“Depression can’t have you, because you're ours.”

The recent death of Kate Spade is an awful and tragic reminder of just how devastating an impact mental illness can have on a person.

The medical condition, in all its forms, is cunning, baffling, incessant and evil, and uses all means necessary to inflict horrific pain upon its undeserving victims.

Matt Haig, in his book, Reasons to Stay Alive says, “depression is a disease of thoughts.”

I believe Matt is spot on, and the sequence in my mind and those of my brothers and sisters in the world, often flows like this:

  • Depression creates a thought.
  • The thought births an emotion.
  • The emotion triggers an action.

It’s a highly effective mechanism used to thrust a soul into the precarious state of isolation, extreme disconnection, and worst of all, hopelessness. And, from that dark sliver of hell, a suffering soul can lose its way, and wander past the point of no return.

Nothing good happens in isolation. Only bad and terrible things are born there.

But, there is a way out, and it is by way of connection.

Connection creates hope, and hope heals, and does even more than that.

Hope revitalizes, restores, reenergizes and renews a weary soul.

Hope reminds us we are wanted, worthy and that we matter.

Hope saves lives.

The truth is, sometimes what hurts the most can’t be seen. Sometimes great agony and pain lie just behind a forced smile or distracting joke.

But, while the pain of mental illness is most often invisible, that doesn’t mean there is nothing we can do to help alleviate the unseen suffering of another.

Actually, what we can do is surprisingly simple, yet powerful, even life-saving.

The beauty is, sometimes what helps the most is easy to do. Sometimes it’s the little things that make the biggest difference, and we are all capable of doing the little things.
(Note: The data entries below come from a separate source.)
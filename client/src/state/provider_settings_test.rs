use super::*;

#[test]
fn new_rows_default_to_monday_office_hours() {
    let mut editor = AvailabilityEditor::default();
    editor.add_row();
    let row = &editor.rows[0];
    assert_eq!(row.day_of_week, 1);
    assert_eq!(row.start_time, "09:00");
    assert_eq!(row.end_time, "17:00");
    assert!(row.id.is_none());
}

#[test]
fn rows_can_be_edited_and_removed() {
    let mut editor = AvailabilityEditor::default();
    editor.add_row();
    editor.add_row();
    editor.set_day(1, 6);
    editor.set_start(1, "10:00".to_owned());
    editor.set_end(1, "14:00".to_owned());
    editor.remove_row(0);
    assert_eq!(editor.rows.len(), 1);
    assert_eq!(editor.rows[0].day_of_week, 6);
    assert_eq!(editor.rows[0].start_time, "10:00");

    editor.remove_row(5);
    editor.set_day(9, 2);
    assert_eq!(editor.rows.len(), 1);
}

#[test]
fn day_is_clamped_to_saturday() {
    let mut editor = AvailabilityEditor::default();
    editor.add_row();
    editor.set_day(0, 12);
    assert_eq!(editor.rows[0].day_of_week, 6);
}

#[test]
fn validate_rejects_inverted_or_unreadable_times() {
    let mut editor = AvailabilityEditor::default();
    editor.add_row();
    assert_eq!(editor.validate().unwrap().len(), 1);

    editor.set_end(0, "08:00".to_owned());
    assert_eq!(editor.validate(), Err("Each time slot must end after it starts."));

    editor.set_end(0, "late".to_owned());
    assert!(editor.validate().is_err());
}

#[test]
fn service_selection_toggles_membership() {
    let mut selection = ServiceSelection::from_ids([1, 2, 2]);
    assert_eq!(selection.ids(), &[1, 2]);
    selection.toggle(2);
    assert!(!selection.contains(2));
    selection.toggle(5);
    assert_eq!(selection.ids(), &[1, 5]);
}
We are all capable of creating connection:

  • We can take the time to remember and use a person’s name. 
  • We can pause and stand in the innocent place of curiosity and ask a heartfelt, open-ended question, and in doing so, create the space for another to tell us their story.
  • We can send a timely, specific and authentic expression of our care, concern, and support. And, we can do this simply by way of a text, an email, or a phone call. But for me, I think the best way is to use the good old-fashioned handwritten note to convey our loving sentiments.

One day, while stuck in the middle of a major depressive episode, someone near and dear to me sent me one of those priceless, amazing, life-saving handwritten notes.

It was in fact, the perfect note:

  • It offered support, not advice. 
  • It served up empathy, not pity. 
  • It oozed understanding, not judgment.

And, at the bottom of the note, this soul, whom I love and completely adore, passionately reminded me, and in no uncertain terms I might add:

“Depression can’t have you, because you’re ours.”

Let us always remember; in the end, it’s all about connection.